Question 9 Danny McClaren is the CFO of Manchester United Jumpers & Jerseys, Plc, a manufacturer of casual knitwear. Manchester United has recently expanded its production facilities, and as a consequence has taken on 42 million in additional debt. This concerns McClaren because the debt has a 10-year maturity but carries a floating interest rate tied to LIBOR. Holding long-term floating-rate debt makes McClaren uncomfortable. To stabilize Manchester United’s finances, McClaren considers entering into a plain vanilla pay-fixed swap with Carling Housewares, Ltd., a manufacturer of plates, cups, flatware and other utensils for home entertaining. The swap would cover up to 40 million of Manchester United’s 42 million in debt. The floating rate payer would agree to pay 180-day LIBOR plus 50 basis points, and the fixed-rate payer would pay 4.0%. The swap would be based on a 360-day year and settle twice a year, at the end of each period. 180-day LIBOR is currently 3.0%, but forward market rates suggest that 180-day LIBOR is likely to increase. McClaren expects 180-day LIBOR to rise consistently for the next three years: 180-day LIBOR rate | (Current and expected) | | | Today | 3.00% | In 180 days | 3.25% | In 360 days | 3.50% | In 540 days | 4.50% | In 720 days | 5.50% | In 900 days | 6.00% | In 1,080 days | 6.25% |
Another possibility that McClaren is considering is putting on a collar. His swap broker, Chelsea Howard, assures McClaren that she could get him a zero-cost collar that would run all ten years with a floor at 2.50% and a cap at 4.50%. The collar would also have a notional amount of up to 40 million, use 180-day LIBOR, and settle semi-annually, at the end of each period. Howard tells McClaren, “If you buy a floor and sell a cap, you can keep your borrowing costs within the 2.50% - 4.50% range.” McClaren complains, “Yes, but the cost of the collar is prohibitive. I’d rather take the risk than know I’m losing all that money up front.” Since each approach has both its advantages and disadvantages, McClaren decides to split the difference. He does 20 million in the swap agreement with Carling Housewares and 20 million in the collar. Part 1) Which of the following statements about the following derivative options is most accurate? A) The buyer of a floor has a position similar to that of a buyer of a call on the benchmark rate. B) A cap is actually a portfolio of put options called caplets. C) A swap is a zero-sum game. D) An interest rate floor is an agreement in which one party aggress to pay the other when the benchmark rate rises above the rate specified in the contract.

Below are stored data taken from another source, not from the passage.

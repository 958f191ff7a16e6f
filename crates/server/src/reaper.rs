//! Inactivity reaper
//!
//! Periodically evicts participants whose last heartbeat is older than the
//! staleness threshold, announcing each departure before deleting them.

use std::sync::Arc;
use std::time::Duration;
use tokio::sync::watch;
use tokio::task::JoinHandle;
use tokio::time::MissedTickBehavior;
use tracing::{debug, error, info};
use uuid::Uuid;

use crate::clock::Clock;
use crate::error::Result;
use crate::models::{Message, LEAVE_TEXT};
use crate::store::ChatStore;

/// What one sweep cycle did.
#[derive(Debug, Clone, Default, PartialEq, Eq)]
pub struct SweepReport {
    /// Names a departure event was emitted for
    pub evicted: Vec<String>,
    /// Rows removed by the bulk delete
    pub removed: u64,
}

#[derive(Clone)]
pub struct Reaper {
    store: Arc<dyn ChatStore>,
    clock: Arc<dyn Clock>,
    stale_after: Duration,
}

impl Reaper {
    pub fn new(store: Arc<dyn ChatStore>, clock: Arc<dyn Clock>, stale_after: Duration) -> Self {
        Self {
            store,
            clock,
            stale_after,
        }
    }

    /// Run one sweep cycle.
    ///
    /// If emitting a departure event fails, the remaining events and the
    /// bulk delete are skipped; those participants are retried next cycle.
    pub async fn sweep(&self) -> Result<SweepReport> {
        let stale_ms = i64::try_from(self.stale_after.as_millis()).unwrap_or(i64::MAX);
        let cutoff = self.clock.now_ms().saturating_sub(stale_ms);

        let stale = self.store.stale_participants(cutoff).await?;
        if stale.is_empty() {
            debug!("[Reaper] nothing to sweep");
            return Ok(SweepReport::default());
        }

        let mut report = SweepReport::default();
        for participant in stale {
            let left = Message::status(
                Uuid::new_v4().to_string(),
                &participant.name,
                LEAVE_TEXT,
                self.clock.time_label(),
            );
            self.store.insert_message(&left).await?;
            info!("[Reaper] {} left the room", participant.name);
            report.evicted.push(participant.name);
        }

        report.removed = self.store.delete_stale_participants(cutoff).await?;
        Ok(report)
    }

    /// Sweep every `interval` until `shutdown` flips to `true` or its sender drops.
    pub fn spawn(self, interval: Duration, mut shutdown: watch::Receiver<bool>) -> JoinHandle<()> {
        tokio::spawn(async move {
            let mut ticker = tokio::time::interval(interval);
            ticker.set_missed_tick_behavior(MissedTickBehavior::Delay);
            // First tick completes immediately.
            ticker.tick().await;

            info!(
                "[Reaper] sweeping every {:?} (stale after {:?})",
                interval, self.stale_after
            );

            loop {
                tokio::select! {
                    _ = ticker.tick() => {
                        match self.sweep().await {
                            Ok(report) if report.removed > 0 => {
                                info!("[Reaper] removed {} inactive participants", report.removed);
                            }
                            Ok(_) => {}
                            Err(e) => error!("[Reaper] sweep failed: {}", e),
                        }
                    }
                    changed = shutdown.changed() => {
                        if changed.is_err() || *shutdown.borrow() {
                            break;
                        }
                    }
                }
            }

            info!("[Reaper] stopped");
        })
    }
}

#[cfg(test)]
mod tests {
    use super::*;
    use crate::clock::ManualClock;
    use crate::error::ChatError;
    use crate::models::{MessageType, Participant, PUBLIC_RECIPIENT};
    use crate::presence::PresenceTracker;
    use crate::store::{DeleteOutcome, MemoryStore};
    use async_trait::async_trait;
    use std::sync::atomic::{AtomicUsize, Ordering};

    /// Memory store whose message inserts start failing after `budget` calls,
    /// and which can land a heartbeat right before the bulk delete runs.
    struct ScriptedStore {
        inner: MemoryStore,
        budget: AtomicUsize,
        touch_before_delete: Option<(String, i64)>,
    }

    impl ScriptedStore {
        fn new(budget: usize) -> Self {
            Self {
                inner: MemoryStore::new(),
                budget: AtomicUsize::new(budget),
                touch_before_delete: None,
            }
        }
    }

    #[async_trait]
    impl ChatStore for ScriptedStore {
        async fn insert_participant(&self, p: &Participant) -> Result<()> {
            self.inner.insert_participant(p).await
        }
        async fn touch_participant(&self, name: &str, at: i64) -> Result<bool> {
            self.inner.touch_participant(name, at).await
        }
        async fn participant_exists(&self, name: &str) -> Result<bool> {
            self.inner.participant_exists(name).await
        }
        async fn list_participants(&self) -> Result<Vec<Participant>> {
            self.inner.list_participants().await
        }
        async fn stale_participants(&self, cutoff: i64) -> Result<Vec<Participant>> {
            self.inner.stale_participants(cutoff).await
        }
        async fn delete_stale_participants(&self, cutoff: i64) -> Result<u64> {
            if let Some((name, at)) = &self.touch_before_delete {
                self.inner.touch_participant(name, *at).await?;
            }
            self.inner.delete_stale_participants(cutoff).await
        }
        async fn insert_message(&self, m: &Message) -> Result<()> {
            let left = self.budget.load(Ordering::SeqCst);
            if left == 0 {
                return Err(ChatError::Store("disk full".into()));
            }
            self.budget.store(left - 1, Ordering::SeqCst);
            self.inner.insert_message(m).await
        }
        async fn list_messages(&self) -> Result<Vec<Message>> {
            self.inner.list_messages().await
        }
        async fn delete_message_if_owned(&self, id: &str, owner: &str) -> Result<DeleteOutcome> {
            self.inner.delete_message_if_owned(id, owner).await
        }
        async fn close(&self) {}
    }

    fn setup() -> (Reaper, PresenceTracker, Arc<MemoryStore>, Arc<ManualClock>) {
        let store = Arc::new(MemoryStore::new());
        let clock = Arc::new(ManualClock::new(100_000));
        let reaper = Reaper::new(store.clone(), clock.clone(), Duration::from_secs(10));
        let presence = PresenceTracker::new(store.clone(), clock.clone());
        (reaper, presence, store, clock)
    }

    fn departures(messages: &[Message]) -> Vec<&str> {
        messages
            .iter()
            .filter(|m| m.text == LEAVE_TEXT)
            .map(|m| m.from.as_str())
            .collect()
    }

    #[tokio::test]
    async fn test_stale_participant_is_evicted_once() {
        let (reaper, presence, store, clock) = setup();
        presence.register("Ana").await.unwrap();
        clock.advance_ms(10_001);

        let report = reaper.sweep().await.unwrap();
        assert_eq!(report.evicted, vec!["Ana".to_string()]);
        assert_eq!(report.removed, 1);
        assert!(presence.list().await.unwrap().is_empty());

        let messages = store.list_messages().await.unwrap();
        let last = messages.last().unwrap();
        assert_eq!(last.from, "Ana");
        assert_eq!(last.to, PUBLIC_RECIPIENT);
        assert_eq!(last.message_type, MessageType::Status);

        // A second sweep finds nobody left to announce.
        assert_eq!(reaper.sweep().await.unwrap(), SweepReport::default());
        assert_eq!(departures(&store.list_messages().await.unwrap()), vec!["Ana"]);
    }

    #[tokio::test]
    async fn test_participant_at_threshold_survives() {
        let (reaper, presence, _, clock) = setup();
        presence.register("Ana").await.unwrap();
        clock.advance_ms(10_000);

        assert!(reaper.sweep().await.unwrap().evicted.is_empty());
        assert_eq!(presence.list().await.unwrap().len(), 1);
    }

    #[tokio::test]
    async fn test_heartbeat_keeps_participant() {
        let (reaper, presence, store, clock) = setup();
        presence.register("Ana").await.unwrap();
        presence.register("Bob").await.unwrap();
        clock.advance_ms(8_000);
        presence.heartbeat("Bob").await.unwrap();
        clock.advance_ms(8_000);

        let report = reaper.sweep().await.unwrap();
        assert_eq!(report.evicted, vec!["Ana".to_string()]);
        let names: Vec<_> = presence
            .list()
            .await
            .unwrap()
            .into_iter()
            .map(|p| p.name)
            .collect();
        assert_eq!(names, vec!["Bob".to_string()]);
        assert_eq!(departures(&store.list_messages().await.unwrap()), vec!["Ana"]);
    }

    #[tokio::test]
    async fn test_emission_failure_skips_delete() {
        let store = Arc::new(ScriptedStore::new(0));
        let clock = Arc::new(ManualClock::new(0));
        store.insert_participant(&Participant::new("Ana", 0)).await.unwrap();
        store.insert_participant(&Participant::new("Bob", 0)).await.unwrap();
        clock.set_ms(60_000);

        let reaper = Reaper::new(store.clone(), clock.clone(), Duration::from_secs(10));
        let err = reaper.sweep().await.unwrap_err();
        assert!(matches!(err, ChatError::Store(_)));
        assert_eq!(store.list_participants().await.unwrap().len(), 2);

        // Next cycle retries once the store recovers.
        store.budget.store(10, Ordering::SeqCst);
        let report = reaper.sweep().await.unwrap();
        assert_eq!(report.removed, 2);
        assert_eq!(store.list_messages().await.unwrap().len(), 2);
    }

    #[tokio::test]
    async fn test_heartbeat_during_sweep_keeps_participant() {
        let clock = Arc::new(ManualClock::new(0));
        let mut scripted = ScriptedStore::new(usize::MAX);
        // Ana heartbeats after the stale snapshot was taken, before the delete.
        scripted.touch_before_delete = Some(("Ana".to_string(), 20_000));
        let store = Arc::new(scripted);
        store.insert_participant(&Participant::new("Ana", 0)).await.unwrap();
        clock.set_ms(20_000);

        let reaper = Reaper::new(store.clone(), clock, Duration::from_secs(10));
        let report = reaper.sweep().await.unwrap();

        assert_eq!(report.evicted, vec!["Ana".to_string()]);
        assert_eq!(report.removed, 0);
        assert_eq!(
            store.list_participants().await.unwrap(),
            vec![Participant::new("Ana", 20_000)]
        );
        assert_eq!(departures(&store.list_messages().await.unwrap()), vec!["Ana"]);
    }

    #[tokio::test]
    async fn test_spawned_reaper_sweeps_and_stops() {
        let (reaper, presence, _, clock) = setup();
        presence.register("Ana").await.unwrap();
        clock.advance_ms(20_000);

        let (tx, rx) = watch::channel(false);
        let handle = reaper.spawn(Duration::from_millis(10), rx);

        tokio::time::sleep(Duration::from_millis(100)).await;
        assert!(presence.list().await.unwrap().is_empty());

        tx.send(true).unwrap();
        handle.await.unwrap();
    }
}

Part 2) Regarding the statements made by Howard and McClaren about the potential collar: A) Howard’s statement is incorrect; McClaren’s statement is incorrect. B) Howard’s statement is correct; McClaren’s statement is correct. C) Howard’s statement is correct; McClaren’s statement is incorrect. D) Howard’s statement is incorrect; McClaren’s statement is correct.
Part 3) If McClaren’s expectations for LIBOR turn out to be correct, what will be Manchester United’s first payment on the collar? A) Pay 200,000 in 720 days. B) Receive 100,000 in 900 days. C) Receive 100,000 in 720 days. D) Pay 400,000 in 720 days. Part 4) After entering into the swap and the collar, McClaren wants to make sure his junior analyst, Jennifer Eggenton understands the transactions so that she can monitor Manchester United’s positions. McClaren asks Eggenton about plain vanilla interest rate swaps and she replies with four comments: Comment 1: At the conclusion of the swap, the notional principal is swapped between the counterparties. Comment 2: The counterparty with the pay-fixed side of the swap receives floating-rate interest payments. Comment 3: Interest payments are netted out and net interest is paid by the counterparty that owes interest to the counterparty due interest. Comment 4: The fixed rate payor can gain identical exposure by issuing a fixed-coupon bond and investing the proceeds in a floating-rate bond with the same maturity and payment dates. How many correct comments did Eggenton make? Eggenton made: A) 1 correct comment. B) 3 correct comments. C) 2 correct comments. D) No correct comments.
Part 5) If McClaren’s expectations for LIBOR turn out to be correct, what will be Manchester United’s payment on the swap 360 days from now? Manchester United: A) receives 50,000.
B) pays 50,000. C) 0. D) pays 25,000.
Part 6) What do 180-day LIBOR rates need to do in order to make the swap arrangement more profitable for Manchester United than the collar? A) Decline below 2.50%. B) Stay between 3.50% and 4.50%. C) Rise above 3.50%. D) Remain unchanged.